1. Apply industry best-practices to prevent common errors and establish a foundation for full-lifecycle error prevention.
2. Modify practices as needed to prevent unique errors.
3. Ensure that each group implements AEP correctly and consistently.
   a. Introduce AEP on a group-by-group basis.
   b. Ensure that each group has an appropriate supporting infrastructure.
   c. Implement a group workflow that ensures error prevention practices are performed appropriately.
   
4. Phase in each practice incrementally.
5. Use statistics to stabilize each process, and then make it capable.

For a detailed discussion of how this methodology works, see http://www.parasoft.com.

By applying the previously mentioned best-practices within the AEP methodology, gaming development organizations gain the following benefits:

• Higher quality: Fewer errors are introduced into the code, and introduced errors are identified and fixed early in the cycle (when fixing them is generally less difficult, time-consuming, and costly).
• Fewer schedule slips, faster time to release: Because of the improved error prevention and error detection, less time is required for end-of-cycle debugging, and games are more likely to pass the independent validation in the first attempt.
• Easier, faster software updates: Team code reflects a standard style, not individual preferences, and meets a predetermined quality standard. When an organization wants to enhance or extend popular game, misunderstandings/buried errors don't impede the process.
• More proactive management: Increased visibility into code quality, test scope, project readiness, and team productivity helps management identify problems as they arise and start resolving them as soon as possible.

Learning From the Game Development Industry
Even if you're not one of the relatively few developers working on games for Linux, you can still benefit from the lessons we learned by working with gaming organizations.

There is a growing tendency to use Linux for high-resolution graphic development, which shares many of the same challenges as game development. As many industries working on high-resolution graphics are looking to move from SGI systems, they are finding that porting legacy code to Linux is much faster and cost-effective than porting it to Windows. Linux is already emerging as the platform of choice for developing and running graphical work for animation projects (including major projects at DreamWorks, Pixar, and Sony Pictures), special effects, and film production. In addition, Linux is becoming a popular operating system for other high-resolution graphics applications, such as computer aided design, medical devices, and geographical imaging systems.

Developers in these industries face many of the same challenges as developers in the gaming industry. For instance, developers working on high resolution graphics in any of these industries are all too familiar with crazy deadlines, long hours, low tolerance for graphical errors or other errors, and the need to master standard graphics libraries (for Linux, OpenGL) and/or custom graphics libraries.

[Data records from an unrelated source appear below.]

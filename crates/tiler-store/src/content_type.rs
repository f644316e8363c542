//! Content type guessing for uploaded files

/// Fallback used when the extension is unknown
pub const OCTET_STREAM: &str = "application/octet-stream";

/// Content type for JSON documents such as the job metadata record
pub const JSON: &str = "application/json";

/// Guess a content type from the extension of an object key or file name
pub fn guess_content_type(key: &str) -> &'static str {
    let extension = key
        .rsplit('/')
        .next()
        .and_then(|name| name.rsplit_once('.'))
        .map(|(_, ext)| ext.to_ascii_lowercase());

    match extension.as_deref() {
        Some("jpg") | Some("jpeg") => "image/jpeg",
        Some("png") => "image/png",
        Some("webp") => "image/webp",
        Some("tif") | Some("tiff") => "image/tiff",
        Some("dzi") | Some("xml") => "application/xml",
        Some("json") => JSON,
        _ => OCTET_STREAM,
    }
}
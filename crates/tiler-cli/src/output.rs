//! Human-readable renderings of job statuses and metadata records

use tiler_core::status::{JobState, JobStatus};
use tiler_core::JobMetadataRecord;

pub fn print_status_table(statuses: &[JobStatus]) {
    println!(
        "{:<24} {:<12} {:<10} {}",
        "Image ID", "State", "Stage", "Detail"
    );
    println!("{}", "-".repeat(80));

    for status in statuses {
        let stage = match status.state {
            JobState::InProgress { stage } | JobState::Failed { stage } => stage.to_string(),
            JobState::Pending | JobState::Completed => "-".to_string(),
        };
        let detail = status
            .failure_reason
            .as_deref()
            .or(status.metadata_path.as_deref())
            .unwrap_or("-");

        println!(
            "{:<24} {:<12} {:<10} {}",
            status.image_id,
            status.state.label(),
            stage,
            detail
        );
    }
}

pub fn print_metadata(record: &JobMetadataRecord) {
    println!("Image ID:      {}", record.image_id);
    println!(
        "Dataset:       {}",
        record.dataset_name.as_deref().unwrap_or("-")
    );
    println!(
        "Source:        {}/{} ({} bytes, {})",
        record.source_bucket,
        record.source_object_name,
        record.source_size_bytes,
        record.source_content_type.as_deref().unwrap_or("unknown type")
    );
    println!(
        "Tiles:         {} files, {} bytes in {}/{}/",
        record.tile_file_count,
        record.tile_total_size_bytes,
        record.tile_upload_bucket,
        record.image_id
    );
    println!(
        "Timings:       download {:.3}s, tiling {:.3}s, upload {:.3}s, total {:.3}s",
        record.timings.download_seconds,
        record.timings.tiling_seconds,
        record.timings.upload_seconds,
        record.timings.total_seconds
    );
    println!(
        "Generated at:  {}",
        tiler_core::metadata::format_timestamp(&record.generated_at)
    );
}
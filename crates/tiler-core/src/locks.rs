//! Per-`image_id` serialization

use std::collections::HashMap;
use std::sync::{Arc, Mutex};
use tokio::sync::{Mutex as AsyncMutex, OwnedMutexGuard};

/// Hands out one async lock per `image_id`.
///
/// Two runs for the same id share a working directory and a key prefix, so
/// the second waits for the first to finish. Distinct ids never contend.
#[derive(Debug, Default)]
pub struct ImageLocks {
    locks: Mutex<HashMap<String, Arc<AsyncMutex<()>>>>,
}

/// Held for the duration of one run
#[derive(Debug)]
pub struct ImageGuard {
    _guard: OwnedMutexGuard<()>,
}

impl ImageLocks {
    pub fn new() -> Self {
        Self::default()
    }

    pub async fn acquire(&self, image_id: &str) -> ImageGuard {
        let lock = {
            let mut locks = self.locks.lock().unwrap_or_else(|p| p.into_inner());
            // Forget locks nobody holds or waits on.
            locks.retain(|_, lock| Arc::strong_count(lock) > 1);
            Arc::clone(locks.entry(image_id.to_string()).or_default())
        };

        ImageGuard {
            _guard: lock.lock_owned().await,
        }
    }

    /// Ids with a run in flight or waiting
    pub fn active(&self) -> usize {
        let locks = self.locks.lock().unwrap_or_else(|p| p.into_inner());
        locks
            .values()
            .filter(|lock| Arc::strong_count(lock) > 1)
            .count()
    }
}

#[cfg(test)]
mod tests {
    use super::*;
    use std::time::Duration;

    #[tokio::test]
    async fn test_same_id_is_serialized() {
        let locks = Arc::new(ImageLocks::new());
        let first = locks.acquire("slide-001").await;

        let waiter = {
            let locks = Arc::clone(&locks);
            tokio::spawn(async move {
                let _guard = locks.acquire("slide-001").await;
            })
        };

        tokio::time::sleep(Duration::from_millis(50)).await;
        assert!(!waiter.is_finished());

        drop(first);
        tokio::time::timeout(Duration::from_secs(5), waiter)
            .await
            .unwrap()
            .unwrap();
    }

    #[tokio::test]
    async fn test_distinct_ids_do_not_contend() {
        let locks = ImageLocks::new();
        let _a = locks.acquire("slide-001").await;
        let _b = tokio::time::timeout(Duration::from_secs(1), locks.acquire("slide-002"))
            .await
            .unwrap();
        assert_eq!(locks.active(), 2);
    }

    #[tokio::test]
    async fn test_released_locks_are_forgotten() {
        let locks = ImageLocks::new();
        drop(locks.acquire("slide-001").await);
        let _b = locks.acquire("slide-002").await;
        assert_eq!(locks.active(), 1);
        assert_eq!(locks.locks.lock().unwrap().len(), 1);
    }
}
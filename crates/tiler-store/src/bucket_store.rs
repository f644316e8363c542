//! `object_store`-backed implementation of [`ObjectStoreClient`]

use crate::backend::StoreBackend;
use crate::client::{ObjectInfo, ObjectListing, ObjectStoreClient};
use crate::content_type::guess_content_type;
use crate::s3_admin::S3Buckets;
use crate::{Result, StoreConfig, StoreError};
use async_trait::async_trait;
use bytes::Bytes;
use futures_util::{StreamExt, TryStreamExt};
use object_store::aws::AmazonS3Builder;
use object_store::local::LocalFileSystem;
use object_store::memory::InMemory;
use object_store::path::Path as ObjectPath;
use object_store::{
    Attribute, Attributes, GetOptions, GetResult, ObjectStore, PutMultipartOpts, PutOptions,
    PutPayload, WriteMultipart,
};
use std::collections::HashMap;
use std::path::Path;
use std::sync::Arc;
use tokio::io::{AsyncReadExt, AsyncWriteExt};
use tokio::sync::RwLock;
use tracing::{debug, trace, warn};

/// A set of named buckets on top of one storage backend.
///
/// Each bucket maps to its own `ObjectStore` instance. Instances are built
/// lazily and cached; for the in-memory backend the cache *is* the bucket
/// namespace. S3 buckets are looked up and created through the AWS SDK.
#[derive(Debug)]
pub struct BucketStore {
    backend: StoreBackend,
    config: StoreConfig,
    buckets: RwLock<HashMap<String, Arc<dyn ObjectStore>>>,
    s3: Option<S3Buckets>,
}

impl BucketStore {
    /// Create a store for the given backend
    ///
    /// # Errors
    /// Returns an error if the local root directory cannot be created
    pub fn new(backend: StoreBackend, config: StoreConfig) -> Result<Self> {
        let s3 = match &backend {
            StoreBackend::Local { root } => {
                std::fs::create_dir_all(root)?;
                None
            }
            StoreBackend::S3 {
                endpoint,
                region,
                access_key,
                secret_key,
                ..
            } => Some(S3Buckets::new(endpoint, region, access_key, secret_key)),
            StoreBackend::Memory => None,
        };

        debug!("Initialized {} bucket store", backend.name());
        Ok(Self {
            backend,
            config,
            buckets: RwLock::new(HashMap::new()),
            s3,
        })
    }

    /// An empty in-memory store with default configuration
    pub fn memory() -> Self {
        Self {
            backend: StoreBackend::Memory,
            config: StoreConfig::default(),
            buckets: RwLock::new(HashMap::new()),
            s3: None,
        }
    }

    /// The backend this store writes to
    pub fn backend(&self) -> &StoreBackend {
        &self.backend
    }

    /// Resolve the `ObjectStore` serving `bucket`
    async fn store_for(&self, bucket: &str) -> Result<Arc<dyn ObjectStore>> {
        validate_bucket(bucket)?;

        if let Some(store) = self.buckets.read().await.get(bucket) {
            return Ok(Arc::clone(store));
        }

        let store: Arc<dyn ObjectStore> = match &self.backend {
            StoreBackend::Memory => return Err(StoreError::BucketNotFound(bucket.to_string())),
            StoreBackend::Local { root } => {
                let dir = root.join(bucket);
                let is_dir = tokio::fs::metadata(&dir)
                    .await
                    .map(|meta| meta.is_dir())
                    .unwrap_or(false);
                if !is_dir {
                    return Err(StoreError::BucketNotFound(bucket.to_string()));
                }
                Arc::new(LocalFileSystem::new_with_prefix(&dir)?)
            }
            StoreBackend::S3 {
                endpoint,
                region,
                access_key,
                secret_key,
                allow_http,
            } => Arc::new(
                AmazonS3Builder::new()
                    .with_bucket_name(bucket)
                    .with_endpoint(endpoint)
                    .with_region(region)
                    .with_access_key_id(access_key)
                    .with_secret_access_key(secret_key)
                    .with_allow_http(*allow_http)
                    .build()?,
            ),
        };

        let mut buckets = self.buckets.write().await;
        Ok(Arc::clone(
            buckets.entry(bucket.to_string()).or_insert(store),
        ))
    }

    fn s3_buckets(&self) -> Result<&S3Buckets> {
        self.s3.as_ref().ok_or_else(|| StoreError::Service {
            operation: "bucket management".to_string(),
            message: "S3 client was not initialized".to_string(),
        })
    }

    fn attributes_for(&self, content_type: &str) -> Attributes {
        let mut attributes = Attributes::new();
        if self.backend.supports_attributes() {
            attributes.insert(Attribute::ContentType, content_type.to_string().into());
        }
        attributes
    }

    async fn upload_multipart(
        &self,
        store: &Arc<dyn ObjectStore>,
        path: &ObjectPath,
        local_path: &Path,
        attributes: Attributes,
    ) -> Result<()> {
        debug!("Starting multipart upload for {}", path);
        let opts = PutMultipartOpts {
            attributes,
            ..Default::default()
        };
        let upload = store.put_multipart_opts(path, opts).await?;
        let mut writer = WriteMultipart::new_with_chunk_size(upload, self.config.part_size);

        let copied = async {
            let mut file = tokio::fs::File::open(local_path).await?;
            let mut buffer = vec![0u8; self.config.part_size];
            loop {
                let n = file.read(&mut buffer).await?;
                if n == 0 {
                    break;
                }
                writer
                    .wait_for_capacity(self.config.max_concurrent_parts)
                    .await?;
                writer.write(&buffer[..n]);
                trace!("Queued {} bytes for {}", n, path);
            }
            Ok::<_, StoreError>(())
        }
        .await;

        match copied {
            Ok(()) => {
                writer.finish().await?;
                debug!("Completed multipart upload for {}", path);
                Ok(())
            }
            Err(err) => {
                if let Err(abort_err) = writer.abort().await {
                    warn!("Failed to abort multipart upload for {}: {}", path, abort_err);
                }
                Err(err)
            }
        }
    }
}

#[async_trait]
impl ObjectStoreClient for BucketStore {
    async fn stat_object(&self, bucket: &str, key: &str) -> Result<ObjectInfo> {
        let store = self.store_for(bucket).await?;
        let path = parse_key(key)?;

        let options = GetOptions {
            head: true,
            ..Default::default()
        };
        let GetResult {
            meta, attributes, ..
        } = store
            .get_opts(&path, options)
            .await
            .map_err(|e| StoreError::from(e).locate(bucket, key))?;

        Ok(ObjectInfo {
            size: meta.size as u64,
            content_type: attributes
                .get(&Attribute::ContentType)
                .map(|value| value.to_string()),
            etag: meta.e_tag,
            last_modified: meta.last_modified,
        })
    }

    async fn download_object(&self, bucket: &str, key: &str, local_path: &Path) -> Result<()> {
        let store = self.store_for(bucket).await?;
        let path = parse_key(key)?;

        let result = store
            .get(&path)
            .await
            .map_err(|e| StoreError::from(e).locate(bucket, key))?;

        if let Some(parent) = local_path.parent() {
            tokio::fs::create_dir_all(parent).await?;
        }

        let mut file = tokio::fs::File::create(local_path).await?;
        let mut stream = result.into_stream();
        let mut written = 0u64;
        while let Some(chunk) = stream.next().await {
            let chunk = chunk?;
            file.write_all(&chunk).await?;
            written += chunk.len() as u64;
        }
        file.flush().await?;

        debug!("Downloaded {} bytes from {}/{}", written, bucket, key);
        Ok(())
    }

    async fn bucket_exists(&self, bucket: &str) -> Result<bool> {
        validate_bucket(bucket)?;

        match &self.backend {
            StoreBackend::Memory => Ok(self.buckets.read().await.contains_key(bucket)),
            StoreBackend::Local { root } => Ok(tokio::fs::metadata(root.join(bucket))
                .await
                .map(|meta| meta.is_dir())
                .unwrap_or(false)),
            StoreBackend::S3 { .. } => self.s3_buckets()?.exists(bucket).await,
        }
    }

    async fn create_bucket(&self, bucket: &str) -> Result<()> {
        validate_bucket(bucket)?;

        match &self.backend {
            StoreBackend::Memory => {
                let mut buckets = self.buckets.write().await;
                buckets
                    .entry(bucket.to_string())
                    .or_insert_with(|| Arc::new(InMemory::new()));
            }
            StoreBackend::Local { root } => {
                tokio::fs::create_dir_all(root.join(bucket)).await?;
            }
            StoreBackend::S3 { .. } => self.s3_buckets()?.create(bucket).await?,
        }

        debug!("Bucket '{}' is available", bucket);
        Ok(())
    }

    async fn upload_file(&self, bucket: &str, key: &str, local_path: &Path) -> Result<u64> {
        let store = self.store_for(bucket).await?;
        let path = parse_key(key)?;
        let size = tokio::fs::metadata(local_path).await?.len();
        let attributes = self.attributes_for(guess_content_type(key));

        if size > self.config.multipart_threshold as u64 {
            self.upload_multipart(&store, &path, local_path, attributes)
                .await?;
        } else {
            let data = tokio::fs::read(local_path).await?;
            let opts = PutOptions {
                attributes,
                ..Default::default()
            };
            store.put_opts(&path, PutPayload::from(data), opts).await?;
        }

        trace!("Uploaded {} ({} bytes) to {}/{}", local_path.display(), size, bucket, key);
        Ok(size)
    }

    async fn upload_bytes(
        &self,
        bucket: &str,
        key: &str,
        bytes: Bytes,
        content_type: &str,
    ) -> Result<()> {
        let store = self.store_for(bucket).await?;
        let path = parse_key(key)?;
        let len = bytes.len();

        let opts = PutOptions {
            attributes: self.attributes_for(content_type),
            ..Default::default()
        };
        store.put_opts(&path, PutPayload::from(bytes), opts).await?;

        debug!("Uploaded {} bytes to {}/{}", len, bucket, key);
        Ok(())
    }

    async fn read_object(&self, bucket: &str, key: &str) -> Result<Bytes> {
        let store = self.store_for(bucket).await?;
        let path = parse_key(key)?;

        let result = store
            .get(&path)
            .await
            .map_err(|e| StoreError::from(e).locate(bucket, key))?;
        Ok(result.bytes().await?)
    }

    async fn list_objects(&self, bucket: &str, prefix: &str) -> Result<Vec<ObjectListing>> {
        let store = self.store_for(bucket).await?;
        let prefix = if prefix.trim_matches('/').is_empty() {
            None
        } else {
            Some(parse_key(prefix)?)
        };

        let metas: Vec<_> = store.list(prefix.as_ref()).try_collect().await?;
        let mut listings: Vec<ObjectListing> = metas
            .into_iter()
            .map(|meta| ObjectListing {
                key: meta.location.to_string(),
                size: meta.size as u64,
            })
            .collect();
        listings.sort_by(|a, b| a.key.cmp(&b.key));

        Ok(listings)
    }
}

fn parse_key(key: &str) -> Result<ObjectPath> {
    ObjectPath::parse(key).map_err(|e| StoreError::InvalidKey {
        key: key.to_string(),
        reason: e.to_string(),
    })
}

fn validate_bucket(bucket: &str) -> Result<()> {
    let valid = !bucket.is_empty()
        && bucket != "."
        && bucket != ".."
        && bucket
            .chars()
            .all(|c| c.is_ascii_alphanumeric() || matches!(c, '-' | '_' | '.'));

    if valid {
        Ok(())
    } else {
        Err(StoreError::InvalidBucket(bucket.to_string()))
    }
}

Consequently, the same technical solutions and process improvement solutions that help developers in the gaming industry can help developers working on other high-resolution graphic projects - or even in other industries with similar pressures and development environments. The automation of practices such as coding standards analysis, unit testing, runtime error detection, and regression testing helps ensure that common coding problems don't delay intense production schedules. To verify compliance with guidelines for standard graphical libraries, guidelines for other technologies that the application interacts with, and unique organizational or project requirements, the coding standards analysis practice can be extended to check custom rules. And, to ensure that these practices become an enduring and seamless part of the development process, they can be implemented within the AEP framework.